Heat treatable high-strength aluminum alloys with high strength-density ratio and excellent mechanical properties have already become the primary structural materials of aircraft and vehicles [1,2,3,4]. Plastic forming is often used to achieve the final shape of high-strength aluminum alloy products, during which the anisotropy of workability often takes place. The anisotropy is defined as the difference between property values measured along different axes, and very likely to result in unpredicted material flow behavior. Hence, it is meaningful to reveal the anisotropy of high-strength aluminum alloys during plastic working, so as to precisely control the material flow pattern during forming. Besides, high-strength aluminum alloys in the peak strength state are known to be highly susceptible to stress corrosion cracking (SCC). However, the susceptibility of T6 temper to corrosion can be alleviated through the utilization of over-aged T73 temper, which provides improved corrosion resistance, but with a 10%–15% reduction in strength [5]. Therefore, a study of effect of heat treatment, especially over-aging, on the anisotropy of high-strength aluminum alloys during plastic forming is necessary. Moreover, it can also help to deepen the understanding of anisotropic deformation behavior of high-strength aluminum alloys.

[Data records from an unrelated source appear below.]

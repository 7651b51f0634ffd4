//! Dispatch and validation through the binary: exit codes and stderr messages.

use super::test_utils::{run_in, stderr, stdout, workspace};
use tempfile::TempDir;

#[test]
fn test_echo_joins_words() {
    let temp_dir = TempDir::new().unwrap();
    let output = run_in(temp_dir.path(), &["echo", "hello", "there", "-n"]);
    assert!(output.status.success());
    assert_eq!(stdout(&output), "hello there -n\n");
}

#[test]
fn test_missing_command_exits_nonzero() {
    let temp_dir = TempDir::new().unwrap();
    let output = run_in(temp_dir.path(), &[]);
    assert!(!output.status.success());
    assert!(stdout(&output).is_empty());
    assert!(
        stderr(&output).contains("parse error: not found args"),
        "stderr was: {}",
        stderr(&output)
    );
}

#[test]
fn test_unknown_command_exits_nonzero() {
    let temp_dir = TempDir::new().unwrap();
    let output = run_in(temp_dir.path(), &["rm", "notes.txt"]);
    assert!(!output.status.success());
    assert!(stderr(&output).contains("invalid command: rm"));
}

#[test]
fn test_arity_errors_print_no_output() {
    let ws = workspace();
    for args in [
        vec!["echo"],
        vec!["cat"],
        vec!["ls", "docs"],
        vec!["find"],
        vec!["grep", "foo"],
        vec!["grep", "foo", "notes.txt", "extra"],
    ] {
        let output = run_in(ws.path(), &args);
        assert!(!output.status.success(), "{:?} should fail", args);
        assert!(stdout(&output).is_empty(), "{:?} printed output", args);
        assert!(
            stderr(&output).contains(&format!("invalid params length for {}", args[0])),
            "{:?} stderr was: {}",
            args,
            stderr(&output)
        );
    }
}

#[test]
fn test_ls_lists_tree_with_types() {
    let ws = workspace();
    let output = run_in(ws.path(), &["ls"]);
    assert!(output.status.success());
    let text = stdout(&output);
    assert!(text.starts_with("name: . type: directory\n"));
    assert!(text.contains("name: docs type: directory\n"));
    assert!(text.contains("name: notes.txt type: file\n"));
}

#[test]
fn test_ls_is_stable_across_invocations() {
    let ws = workspace();
    let first = stdout(&run_in(ws.path(), &["ls"]));
    let second = stdout(&run_in(ws.path(), &["ls"]));
    assert_eq!(first, second);
}

#[test]
fn test_verbose_logs_go_to_stderr_only() {
    let temp_dir = TempDir::new().unwrap();
    let output = run_in(temp_dir.path(), &["--verbose", "echo", "quiet", "stdout"]);
    assert!(output.status.success());
    assert_eq!(stdout(&output), "quiet stdout\n");
    assert!(stderr(&output).contains("Shutils CLI starting"));
}
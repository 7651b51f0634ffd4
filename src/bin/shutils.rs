//! Shutils CLI Binary
//!
//! Command-line entry point: echo, cat, ls, find and grep.

use clap::Parser;
use shutils::cli::{map_error, validate, Cli, RunContext, PARSE_STAGE};
use shutils::config::{ConfigLoader, ToolConfig};
use shutils::logging::{init_logging, LoggingConfig};
use std::io::Write;
use std::path::{Path, PathBuf};
use std::process;
use tracing::{error, info};

fn main() {
    let cli = Cli::parse();

    let config = match load_config(&cli) {
        Ok(config) => config,
        Err(e) => {
            eprintln!("{}", map_error("startup", &e));
            process::exit(1);
        }
    };

    // Initialize logging early
    let logging_config = build_logging_config(&cli, &config);
    if let Err(e) = init_logging(Some(&logging_config)) {
        eprintln!("{}", map_error("startup", &e));
        process::exit(1);
    }

    info!("Shutils CLI starting");

    let command = match validate(cli.args.as_slice()) {
        Ok(command) => command,
        Err(e) => {
            error!(error = %e, "Argument validation failed");
            eprintln!("{}", map_error(PARSE_STAGE, &e));
            process::exit(1);
        }
    };

    let context = RunContext::new(PathBuf::from("."), &config);
    match context.execute(&command) {
        Ok(output) => {
            info!(command = %command.name(), "Command completed successfully");
            let mut stdout = std::io::stdout().lock();
            if let Err(e) = stdout.write_all(&output).and_then(|_| stdout.flush()) {
                error!(error = %e, "Failed to write output");
                process::exit(1);
            }
        }
        Err(e) => {
            error!(command = %command.name(), error = %e, "Command failed");
            eprintln!("{}", map_error(command.name().as_str(), &e));
            process::exit(1);
        }
    }
}

fn load_config(cli: &Cli) -> Result<ToolConfig, shutils::error::ToolError> {
    match cli.config {
        Some(ref config_path) => ConfigLoader::load_from_file(config_path),
        None => ConfigLoader::load(Path::new(".")),
    }
}

/// Build logging configuration from CLI args and the loaded config file.
///
/// Logging is off unless `--verbose` or `--log-level` is given, whatever the config
/// file says. Once a flag turns it on, the config file's logging settings apply and
/// the remaining CLI flags override them.
fn build_logging_config(cli: &Cli, config: &ToolConfig) -> LoggingConfig {
    let mut logging = config.logging.clone();

    // Logging stays off unless asked for on the command line.
    if !cli.verbose && cli.log_level.is_none() {
        logging.level = "off".to_string();
        return logging;
    }

    if cli.verbose {
        logging.level = "debug".to_string();
    }
    if let Some(ref level) = cli.log_level {
        logging.level = level.clone();
    }
    if let Some(ref format) = cli.log_format {
        logging.format = format.clone();
    }
    if let Some(ref output) = cli.log_output {
        logging.output = output.clone();
    }

    logging
}
//! find: locate a root-relative path and describe it.

use crate::error::ToolError;
use crate::tree::walker::{EntryKind, Walker};
use std::fmt::Write;
use std::fs;
use std::path::PathBuf;
use tracing::debug;

/// Strip a leading `./` and trailing slashes so `./src/` and `src` name the same entry.
pub fn normalize_target(name: &str) -> PathBuf {
    let trimmed = name.strip_prefix("./").unwrap_or(name).trim_end_matches('/');
    if trimmed.is_empty() {
        // "/" stays absolute and will never match; "./" is the root.
        return PathBuf::from(if name.starts_with('/') { name } else { "." });
    }
    PathBuf::from(trimmed)
}

/// A matching file prints its path. A matching directory prints its path and then its
/// immediate children, `d name/` for directories and `- name` for everything else.
pub fn find(walker: &Walker, name: &str) -> Result<Vec<u8>, ToolError> {
    let target = normalize_target(name);
    let entry = walker
        .find(&target)?
        .ok_or_else(|| ToolError::NotFound(name.to_string()))?;
    debug!(path = %entry.path.display(), kind = entry.kind.label(), "Found entry");

    let mut output = format!("{}\n", entry.path.display());
    if entry.kind == EntryKind::File {
        return Ok(output.into_bytes());
    }

    let mut children = fs::read_dir(&entry.full_path)?.collect::<Result<Vec<_>, _>>()?;
    children.sort_by_key(|child| child.file_name());
    for child in children {
        let child_name = child.file_name();
        let child_name = child_name.to_string_lossy();
        if child.file_type()?.is_dir() {
            let _ = writeln!(output, "  -> d {}/", child_name);
        } else {
            let _ = writeln!(output, "  -> - {}", child_name);
        }
    }
    Ok(output.into_bytes())
}
//! Integration tests for the shutils binary

mod command_dispatch;
mod find_grep;
mod test_utils;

It is well known that the anisotropy of aluminum alloys is mainly caused by the crystallographic texture which develops during rolling and heat treatment operation, and the effects of crystallographic texture can be classified into direct effects and indirect one [6,7,8,9]. Direct effects are attributed to the orientation of crystals and slip systems with respect to applied stresses and grain morphologies. Engler et al. built the correlation of texture and anisotropic properties of the Al-Mg alloy 5005 based on experiment and simulation [10,11]. Crooks et al. concluded that the anisotropy of 2195 aluminum alloy was a direct effect of texture, with no significant contribution from precipitates [12]. Indirect effects are suggested to be caused by work hardening and precipitation during plastic processing, which include the orientation of precipitates with respect to slip systems, the distribution of dislocation densities in differently orientated slip systems and the corresponding distribution of precipitates. Yang et al. reported that the anisotropy of the extruded 7075 aluminum alloy bar was resulted from the elongated grain microstructure and {112}<111> and {110}<111> crystal textures after extrusion [13]. Bois-Brochu et al. suggested that the strength anisotropy of Al-Li 2099 extrusions might be controlled by the volume fraction of precipitates that could itself be related to the intensity of the <111> fiber texture [14]. Additionally, modeling and simulation work finished by Tome et al. as well as their viscoplastic self-consistent code implied that the microstructure was influential, but the effect became secondary when it was compared to that of the texture [15].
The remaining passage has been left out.